Menuruti permintaan bapaknya kemarin, pagi ini Maliq sudah berada dirumah orangtuanya. Seperti biasa, ia selalu bersama motor kesayangannya. Saat masuk ke pelataran rumah, fokusnya tersita oleh sebuah motor Triumph Bonneville T120 yang sudah di custom sedemikian rupa. Motor itu tampak gagah, elegan, modern klasik. Benar-benar impian Maliq. Tangannya menyentuh setiap lekuk detail motor itu hingga pak Ronan yang sudah berdiri disampingnya pun belum ia sadari.

"Hei, kenapa nggak masuk?" pak Ronan menepuk pundak Maliq.

"Bentar dulu, pak, jangan ganggu" Maliq masih belum melepaskan mata dan tangannya dari motor itu.

"Punya siapa ini, pak?"

"Punya kamu"

Maliq langsung mengalihkan pandangannya pada Ronan, menatapnya tak percaya.

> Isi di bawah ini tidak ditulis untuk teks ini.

//! # Operation pacing for actors.
//!
//! A [`Pacer`] turns an operations-per-second target into a jittered
//! inter-operation sleep. Jitter spreads actors with identical rates apart
//! so they do not hammer the exclusion section in lockstep.

use std::time::Duration;

use rand::Rng;
use tokio::time;
use tokio_util::sync::CancellationToken;

/// Jitter band around the nominal period: uniform in [0.5, 1.5) × period.
const JITTER_MIN: f64 = 0.5;
const JITTER_MAX: f64 = 1.5;

/// Converts a rate target into cancellable, jittered sleeps.
#[derive(Debug, Clone, Copy)]
pub(crate) struct Pacer {
    period: Duration,
}

impl Pacer {
    /// Builds a pacer from an operations-per-second target.
    ///
    /// Callers validate the rate first; a non-finite or non-positive value
    /// falls back to one operation per second.
    pub fn from_hz(hz: f64) -> Self {
        let period = if hz.is_finite() && hz > 0.0 {
            Duration::from_secs_f64(1.0 / hz)
        } else {
            Duration::from_secs(1)
        };
        Self { period }
    }

    pub fn period(&self) -> Duration {
        self.period
    }

    /// Sleeps one jittered period.
    ///
    /// Returns `false` if `token` was cancelled mid-sleep; the caller
    /// should exit its loop instead of starting another operation.
    pub async fn rest(&self, token: &CancellationToken) -> bool {
        let delay = self.jittered();
        tokio::select! {
            _ = time::sleep(delay) => true,
            _ = token.cancelled() => false,
        }
    }

    fn jittered(&self) -> Duration {
        let mut rng = rand::rng();
        let factor = rng.random_range(JITTER_MIN..JITTER_MAX);
        self.period.mul_f64(factor)
    }
}

#[cfg(test)]
mod tests {
    use super::*;

    #[test]
    fn test_from_hz_period() {
        assert_eq!(Pacer::from_hz(2.0).period(), Duration::from_millis(500));
        assert_eq!(Pacer::from_hz(0.5).period(), Duration::from_secs(2));
    }

    #[test]
    fn test_degenerate_rates_fall_back() {
        assert_eq!(Pacer::from_hz(0.0).period(), Duration::from_secs(1));
        assert_eq!(Pacer::from_hz(f64::NAN).period(), Duration::from_secs(1));
        assert_eq!(Pacer::from_hz(-3.0).period(), Duration::from_secs(1));
    }

    #[test]
    fn test_jitter_stays_in_band() {
        let pacer = Pacer::from_hz(10.0);
        for _ in 0..200 {
            let d = pacer.jittered();
            assert!(d >= pacer.period().mul_f64(JITTER_MIN));
            assert!(d < pacer.period().mul_f64(JITTER_MAX));
        }
    }

    #[tokio::test]
    async fn test_rest_is_cancellable() {
        let pacer = Pacer::from_hz(0.1); // 10s nominal
        let token = CancellationToken::new();
        token.cancel();
        assert!(!pacer.rest(&token).await);
    }
}
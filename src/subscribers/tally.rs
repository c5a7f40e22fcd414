//! # Stateful subscriber tracking operation totals and live actors.
//!
//! [`TallyTracker`] listens to operation and actor-lifecycle events and
//! maintains:
//! - running produced/consumed totals (the counters front ends display,
//!   and what lets a teardown check that nothing was lost or duplicated);
//! - the set of actors that have started but not yet exited, used by
//!   [`RunHandle::stop`](crate::RunHandle::stop) to name stuck actors when
//!   the grace period runs out.
//!
//! Totals lag publication by the fan-out queue, so treat them as
//! diagnostics: exact once the run is quiescent, approximate while actors
//! are mid-flight.

use std::collections::HashSet;
use std::sync::Mutex;

use async_trait::async_trait;

use crate::events::{Event, EventKind};
use crate::subscribers::Subscribe;

/// Running totals of committed operations.
#[derive(Debug, Clone, Copy, PartialEq, Eq, Default)]
pub struct Tallies {
    /// Committed produce operations.
    pub produced: u64,
    /// Committed consume operations.
    pub consumed: u64,
}

#[derive(Default)]
struct Inner {
    tallies: Tallies,
    alive: HashSet<String>,
}

/// Tracks operation totals and which actors are currently alive.
#[derive(Default)]
pub struct TallyTracker {
    inner: Mutex<Inner>,
}

impl TallyTracker {
    pub fn new() -> Self {
        Self::default()
    }

    /// Current produced/consumed totals.
    pub fn totals(&self) -> Tallies {
        self.inner().tallies
    }

    /// Names of actors that started but have not exited, sorted for stable
    /// reporting.
    pub fn alive_actors(&self) -> Vec<String> {
        let mut names: Vec<String> = self.inner().alive.iter().cloned().collect();
        names.sort();
        names
    }

    fn inner(&self) -> std::sync::MutexGuard<'_, Inner> {
        self.inner
            .lock()
            .unwrap_or_else(std::sync::PoisonError::into_inner)
    }
}

#[async_trait]
impl Subscribe for TallyTracker {
    async fn on_event(&self, event: &Event) {
        let mut inner = self.inner();
        match event.kind {
            EventKind::Produced => inner.tallies.produced += 1,
            EventKind::Consumed => inner.tallies.consumed += 1,
            EventKind::ActorStarted => {
                if let Some(name) = &event.actor {
                    inner.alive.insert(name.to_string());
                }
            }
            EventKind::ActorExited => {
                if let Some(name) = &event.actor {
                    inner.alive.remove(name.as_ref());
                }
            }
            _ => {}
        }
    }

    fn name(&self) -> &'static str {
        "tally_tracker"
    }
}

#[cfg(test)]
mod tests {
    use super::*;
    use crate::events::ActorRole;

    #[tokio::test]
    async fn test_tallies_follow_operations() {
        let tracker = TallyTracker::new();
        tracker.on_event(&Event::now(EventKind::Produced)).await;
        tracker.on_event(&Event::now(EventKind::Produced)).await;
        tracker.on_event(&Event::now(EventKind::Consumed)).await;

        let totals = tracker.totals();
        assert_eq!(totals.produced, 2);
        assert_eq!(totals.consumed, 1);
    }

    #[tokio::test]
    async fn test_alive_set_tracks_lifecycle() {
        let tracker = TallyTracker::new();
        let started = Event::now(EventKind::ActorStarted)
            .with_actor("producer-1")
            .with_role(ActorRole::Producer);
        tracker.on_event(&started).await;
        assert_eq!(tracker.alive_actors(), vec!["producer-1".to_string()]);

        let exited = Event::now(EventKind::ActorExited).with_actor("producer-1");
        tracker.on_event(&exited).await;
        assert!(tracker.alive_actors().is_empty());
    }
}
//! # Event subscribers: trait, fan-out, and the built-in observers.

mod log;
mod set;
mod subscriber;
mod tally;

pub use log::LogWriter;
pub use set::SubscriberSet;
pub use subscriber::Subscribe;
pub use tally::{Tallies, TallyTracker};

"Beneran, itu hadiah yang kemarin bapak bilang" ucap Ronan seolah mengerti bahwa anak laki-lakinya itu butuh diyakinkan. Spontan Maliq memeluk bapaknya. Mengucap terima kasih berkali-kali dengan mata yang berbinar.

"Pak, terima kasih! Terima kasih banyak, pak. Ini motor impian Maliq. Maliq nggak tau lagi harus bilang terima kasih dengan gaya apa, bahkan motornya udah bapak custom sesuai selera Maliq. Terima kasih, pak!" Maliq semakin mengeratkan pelukannya.

"Iya, Maliq, sama-sama. Ini pelukannya bisa dilonggarkan sedikit, nak? Setelah bapak membuang uang, masa bapak harus membuang nyawa juga?" canda Ronan sebab dekapan Maliq membuatnya kesulitan bernafas. Maliq melepas pelukannya.

"Ayo, masuk dulu. Ibu udah siapkan sarapan tuh" Maliq mengikuti langkah Ronan memasuki rumah dengan mata yang masih belum terlepas dari motor barunya.

Setelah sarapan, chitchat sedikit dengan bapak dan ibu, Maliq pamit pulang. Sudah tidak sabar ia menunggangi si klasik yang membuatnya tidak fokus menelan sarapan dan berbincang dengan orangtuanya.

"Pak, Bu, Maliq pamit sekarang deh" Maliq mencium tangan keduanya.

"Dijaga ya, nak, motor barunya. Mahal loh itu" ucap Ranti.

"Iyaa, bu. Tanpa ibu bilang juga bakal Maliq jaga sepenuh hati, jiwa, raga, ruh, nyawa Maliq"

Ronan melemparkan kunci motor baru yang disambut dengan sigap oleh Maliq.

"Motor yang lama tinggal disini aja, bro" ucap pak Ronan.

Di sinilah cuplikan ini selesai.